As the volume of the mesangial matrix increases, some mesangial regions become more prominent than others and may take on a globular shape (figure 2). The mesangial nodule is thus created by a gradual increase of the diffuse lesion and the distinction between them is arbitrary. Several nodules may be present in each glomerulus, but usually only a few of the mesangial regions are affected in this way

The nodules are distributed in a horseshoe-shaped area corresponding to the peripheral mesangium [12]. The other mesangial regions present the diffuse lesion. Small nodules contain evenly distributed mesangial cells, but in medium-sized or large nodules, the central areas are almost always acellular.

The periphery of the nodule contains one or a few layers of mesangial cells. Around the nodule, a ring of capillaries is present and they may be dilated. It has been suggested that the formation of the nodule is preceded by focal mesangiolysis [13,14].

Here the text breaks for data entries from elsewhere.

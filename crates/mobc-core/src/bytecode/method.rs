//! Compiled method bodies: operator table, instruction stream, line table.

use core::{fmt, ops::Range, str::FromStr};

#[cfg(feature = "serde")]
use serde::{Deserialize, Serialize};

use crate::{CoreError, CoreResult};

/* ─────────────────────────── Op ─────────────────────────── */

/// Instruction set of the portable bytecode.
#[derive(Debug, Clone, Copy, PartialEq, Eq, Hash)]
#[cfg_attr(feature = "serde", derive(Serialize, Deserialize))]
pub enum Op {
    /// Push constant `u32` (module constant pool) onto the stack.
    LoadConst(u32),
    /// Push argument `u32` of the current method.
    LoadArg(u32),
    /// Push the module attribute named by the `Str` constant `u32`.
    GetAttr(u32),
    /// Call entry `u32` of the method's operator table.
    CallOp(u32),
    /// Call method `u32` of the module.
    CallMethod(u32),
    /// Return the top of the stack.
    Return,
}

impl Op {
    /// Wire opcode.
    pub const fn opcode(self) -> u8 {
        match self {
            Self::LoadConst(_) => 0x10,
            Self::LoadArg(_) => 0x11,
            Self::GetAttr(_) => 0x12,
            Self::CallOp(_) => 0x13,
            Self::CallMethod(_) => 0x14,
            Self::Return => 0x1F,
        }
    }

    /// Operand, if the op has one.
    pub const fn operand(self) -> Option<u32> {
        match self {
            Self::LoadConst(x) | Self::LoadArg(x) | Self::GetAttr(x) | Self::CallOp(x) | Self::CallMethod(x) => Some(x),
            Self::Return => None,
        }
    }

    /// Rebuild an op from its wire opcode and operand.
    pub const fn from_parts(opcode: u8, operand: u32) -> Option<Self> {
        match opcode {
            0x10 => Some(Self::LoadConst(operand)),
            0x11 => Some(Self::LoadArg(operand)),
            0x12 => Some(Self::GetAttr(operand)),
            0x13 => Some(Self::CallOp(operand)),
            0x14 => Some(Self::CallMethod(operand)),
            0x1F => Some(Self::Return),
            _ => None,
        }
    }
}

/* ─────────────────────────── OperatorRef ─────────────────────────── */

/// Reference to a versioned operator, e.g. `aten::div.Tensor/2`.
#[derive(Debug, Clone, PartialEq, Eq, Hash, PartialOrd, Ord)]
#[cfg_attr(feature = "serde", derive(Serialize, Deserialize))]
pub struct OperatorRef {
    /// Qualified name (`aten::div`).
    pub name: String,
    /// Overload name (`Tensor`), empty for the default overload.
    pub overload: String,
    /// Number of arguments pushed by the caller, when known.
    pub num_args: Option<u32>,
}

impl OperatorRef {
    /// Build a reference without argument count.
    pub fn new(name: impl Into<String>, overload: impl Into<String>) -> Self {
        Self { name: name.into(), overload: overload.into(), num_args: None }
    }

    /// Same reference with an argument count.
    #[must_use]
    pub fn with_args(mut self, n: u32) -> Self {
        self.num_args = Some(n);
        self
    }

    /// True if name and overload match (argument count ignored).
    pub fn is(&self, name: &str, overload: &str) -> bool { self.name == name && self.overload == overload }
}

impl fmt::Display for OperatorRef {
    fn fmt(&self, f: &mut fmt::Formatter<'_>) -> fmt::Result {
        f.write_str(&self.name)?;
        if !self.overload.is_empty() {
            write!(f, ".{}", self.overload)?;
        }
        if let Some(n) = self.num_args {
            write!(f, "/{n}")?;
        }
        Ok(())
    }
}

impl FromStr for OperatorRef {
    type Err = CoreError;

    /// Parse `ns::name[.overload][/nargs]`.
    fn from_str(s: &str) -> CoreResult<Self> {
        let (head, num_args) = match s.rsplit_once('/') {
            Some((h, n)) => {
                let n = n.parse::<u32>().map_err(|_| CoreError::invalid(format!("bad argument count in `{s}`")))?;
                (h, Some(n))
            }
            None => (s, None),
        };
        // the overload separator is the first '.' after the last "::"
        let name_start = head.rfind("::").map_or(0, |i| i + 2);
        let (name, overload) = match head[name_start..].find('.') {
            Some(dot) => (&head[..name_start + dot], &head[name_start + dot + 1..]),
            None => (head, ""),
        };
        if name.is_empty() || name.ends_with("::") || name.chars().any(char::is_whitespace) {
            return Err(CoreError::invalid(format!("bad operator name `{s}`")));
        }
        Ok(Self { name: name.to_owned(), overload: overload.to_owned(), num_args })
    }
}

/* ─────────────────────────── LineTable ─────────────────────────── */

/// Line table (pc → source line) with contiguous range iteration helpers.
#[derive(Debug, Clone, Default, PartialEq, Eq)]
pub struct LineTable {
    lines: Vec<u32>,
}

impl LineTable {
    /// Create an empty line table.
    pub fn new() -> Self { Self { lines: Vec::new() } }
    /// Append a mapping for the given program counter.
    pub fn push(&mut self, line: u32) { self.lines.push(line); }
    /// Number of stored line entries.
    pub fn len(&self) -> usize { self.lines.len() }
    /// True if no mapping is recorded.
    pub fn is_empty(&self) -> bool { self.lines.is_empty() }
    /// Iterate over contiguous ranges of the same line number.
    pub fn iter_ranges(&self) -> LineRangeIter<'_> { LineRangeIter { lines: &self.lines, index: 0 } }
    /// Insert a mapping at `pc`, shifting later entries.
    pub fn insert(&mut self, pc: usize, line: u32) { self.lines.insert(pc, line); }
    /// Remove all recorded mappings.
    pub fn clear(&mut self) { self.lines.clear(); }
    /// Raw entries, one per op.
    pub fn as_slice(&self) -> &[u32] { &self.lines }
}

impl From<Vec<u32>> for LineTable {
    fn from(lines: Vec<u32>) -> Self { Self { lines } }
}

/// Iterator yielding contiguous line ranges `(start..end, line)`.
pub struct LineRangeIter<'a> {
    lines: &'a [u32],
    index: usize,
}

impl Iterator for LineRangeIter<'_> {
    type Item = (Range<u32>, u32);

    fn next(&mut self) -> Option<Self::Item> {
        if self.index >= self.lines.len() {
            return None;
        }
        let start = self.index;
        let line = self.lines[start];
        self.index += 1;
        while self.index < self.lines.len() && self.lines[self.index] == line {
            self.index += 1;
        }
        Some((start as u32..self.index as u32, line))
    }
}

/* ─────────────────────────── Method ─────────────────────────── */

/// Compiled method: operator table, linear op list and optional line table.
///
/// The line table is either empty (debug info stripped) or holds exactly one
/// entry per op.
#[derive(Debug, Clone, Default, PartialEq, Eq)]
pub struct Method {
    /// Method name, unique inside a module.
    pub name: String,
    /// Parameter names (`self` included when the method takes it).
    pub params: Vec<String>,
    /// Operators referenced by `Op::CallOp`.
    pub operators: Vec<OperatorRef>,
    /// Linear list of bytecode operations.
    pub ops: Vec<Op>,
    /// Mapping between program counters and source lines.
    pub lines: LineTable,
}

impl Method {
    /// Create an empty method.
    pub fn new<S: Into<String>>(name: impl Into<String>, params: impl IntoIterator<Item = S>) -> Self {
        Self {
            name: name.into(),
            params: params.into_iter().map(Into::into).collect(),
            ..Self::default()
        }
    }

    /// Intern an operator and return its table index.
    pub fn add_operator(&mut self, op: OperatorRef) -> u32 {
        if let Some(ix) = self.operators.iter().position(|o| *o == op) {
            return ix as u32;
        }
        self.operators.push(op);
        crate::len_u32(self.operators.len() - 1)
    }

    /// Push an opcode while recording its source line.
    pub fn push_op(&mut self, op: Op, line: u32) {
        self.ops.push(op);
        self.lines.push(line);
    }

    /// Push an opcode without line information (stripped methods).
    pub fn push(&mut self, op: Op) { self.ops.push(op); }

    /// Append `call <operator>` and return the op's pc.
    pub fn call_op(&mut self, op: OperatorRef, line: u32) -> usize {
        let ix = self.add_operator(op);
        self.push_op(Op::CallOp(ix), line);
        self.ops.len() - 1
    }

    /// True if a line is recorded for every op.
    pub fn has_debug_info(&self) -> bool { !self.ops.is_empty() && self.lines.len() == self.ops.len() }

    /// Drop the line table.
    pub fn strip_debug(&mut self) { self.lines.clear(); }

    /// Operator called at `pc`, if that op is a `CallOp`.
    pub fn operator_at(&self, pc: usize) -> Option<&OperatorRef> {
        match self.ops.get(pc)? {
            Op::CallOp(ix) => self.operators.get(*ix as usize),
            _ => None,
        }
    }
}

Insudative Lesions Electron Microscopy

Fig. 2. Diabetic glomerulopathy. The diffuse component is more marked than in figure 1 and a nodule has been formed from a particulary voluminous region. PAS-haematoxylin.

The fibrinous cap

Insudative or exudative lesions consists of deposits of plasma proteins and lipids within renal arterioles (arteriolar hyalinosis), glomerular capillaries (fibrinoid or fibrin cap) and Bowman's capsule (capsular drop). The fibrin cap [8,9,15-17] is situated in the peripheral capillary wall and has a crescentic shape (figure -3).

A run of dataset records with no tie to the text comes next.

//! Lowering: executable methods → the restricted bytecode table written to
//! `CODE`.

use std::collections::HashMap;

use mobc_core::{
    bytecode::helpers::{validate_module, validate_names},
    CoreError, Method, Module, Op,
};

use crate::{Error, Result};

/// Validate `module` and lower every method.
///
/// Fails with [`Error::Invalid`] when an operand is out of range, a line
/// table disagrees with its ops, a method reads an unknown attribute or
/// calls an unknown method, or a name cannot be carried by the source text.
pub fn lower(module: &Module, include_debug_info: bool) -> Result<Vec<Method>> {
    let invalid = |e: CoreError| Error::Invalid(format!("module `{}`: {e}", module.name));
    validate_names(module).map_err(invalid)?;
    validate_module(module).map_err(invalid)?;
    Ok(module.methods.iter().map(|m| lower_method(m, include_debug_info)).collect())
}

/// Compact the operator table to the entries actually called (first-use
/// order) and keep the line table only when asked.
fn lower_method(method: &Method, include_debug_info: bool) -> Method {
    let mut out = Method::new(method.name.clone(), method.params.iter().cloned());
    let mut remap: HashMap<u32, u32> = HashMap::new();
    for op in &method.ops {
        let op = match *op {
            Op::CallOp(ix) => {
                let next = mobc_core::len_u32(out.operators.len());
                let new_ix = *remap.entry(ix).or_insert_with(|| {
                    out.operators.push(method.operators[ix as usize].clone());
                    next
                });
                Op::CallOp(new_ix)
            }
            other => other,
        };
        out.ops.push(op);
    }
    if include_debug_info && method.has_debug_info() {
        out.lines = method.lines.clone();
    }
    out
}
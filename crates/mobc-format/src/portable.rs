//! Portable module: the structured form an artifact decodes to.

use std::collections::BTreeMap;

use indexmap::IndexMap;
use mobc_core::{
    bytecode::helpers::{validate_method, Scope},
    BackingBuffer, ConstPool, ConstValue, Method, SCHEMA_VERSION,
};

use crate::{codec::Meta, Error, Result};

/// Source text bundle: file name → assembler text.
pub type SourceBundle = BTreeMap<String, String>;

/// Decoded artifact, before it becomes an executable module.
///
/// Both the upgrader and the format adapter consume this. `methods` is the
/// bytecode table; `sources` (possibly empty) is the text the adapter
/// recompiles.
#[derive(Debug, Clone)]
pub struct PortableModule {
    /// Schema version the bytecode follows.
    pub version: u32,
    /// Name, producer, key/values.
    pub meta: Meta,
    /// Bytecode table.
    pub methods: Vec<Method>,
    /// Constant pool indexed by `methods` and `sources`.
    pub constants: ConstPool,
    /// Object state.
    pub attributes: IndexMap<String, ConstValue>,
    /// Source bundle.
    pub sources: SourceBundle,
    pub(crate) buffer: Option<BackingBuffer>,
}

impl PortableModule {
    /// Empty module stamped with the current version.
    pub fn new(name: impl Into<String>) -> Self {
        Self {
            version: SCHEMA_VERSION,
            meta: Meta { name: name.into(), ..Meta::default() },
            methods: Vec::new(),
            constants: ConstPool::new(),
            attributes: IndexMap::new(),
            sources: SourceBundle::new(),
            buffer: None,
        }
    }

    /// Module name.
    pub fn name(&self) -> &str { &self.meta.name }

    /// Buffer the module was decoded from.
    pub fn backing_buffer(&self) -> Option<&BackingBuffer> { self.buffer.as_ref() }

    /// True if any method carries a line table.
    pub fn has_debug_info(&self) -> bool { self.methods.iter().any(Method::has_debug_info) }

    /// Check the bytecode table against the pool and the attributes.
    pub fn validate(&self) -> Result<()> {
        let has_attr = |n: &str| self.attributes.contains_key(n);
        let scope = Scope { pool: &self.constants, method_count: self.methods.len(), has_attr: Some(&has_attr) };
        for (i, method) in self.methods.iter().enumerate() {
            if self.methods[..i].iter().any(|m| m.name == method.name) {
                return Err(Error::format(format!("duplicate method `{}` in bytecode table", method.name)));
            }
            validate_method(method, scope).map_err(|e| Error::format(e.to_string()))?;
        }
        Ok(())
    }
}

If the basement membrane is stained by silver methenamine, the cap appears to be situated between this and the endothelium. Its structure is homogeneous although small vacuoles may be seen in which lipids can be demonstrated in frozen sections stained by oil-red.

Fig. 3. Fibrinoid cap in diabetic glomerulopathy. Totally obsolescent glomerulus with several fibrinoid caps, one of them indicated by an arrow. The crescent-shaped pale area to the left is subcapsular, fibrotic tissue. The PAS-positive glomerular basement membranes form a solid, retracted tuft. PAS-haematoxylin.

The capsular drop

This lesion [1,3] is situated on the inner side of the capsule of Bowman. It sometimes looks like a drop (figure 4), but it may also be more extended, as a slender, fusiform deposit. Its outer border is formed by the capsule of Bowman; its inner projects toward the urinary space.

Arteriolar hyalinosis

In the early stage of arteriolar hyalinosis (or hyaline arteriolosclerosis), small drops of strongly eosinophilic material accumulate in the wall of the juxtaglomerular arterioles. They may be situated in the intima or in the media. They gradually increase in size and eventually involve the whole arteriolar wall, which then appears as a strongly thickened, homogeneous structure. Arteriolar hyalinosis in diabetes involves the afferent arteriole as well as the efferent arteriole (figure 5).

Hyalinosis
Fig. 4. Capsular drop in diabetic glomerulopathy. A large, drop-shaped deposit (arrow). PAS-haematoxylin.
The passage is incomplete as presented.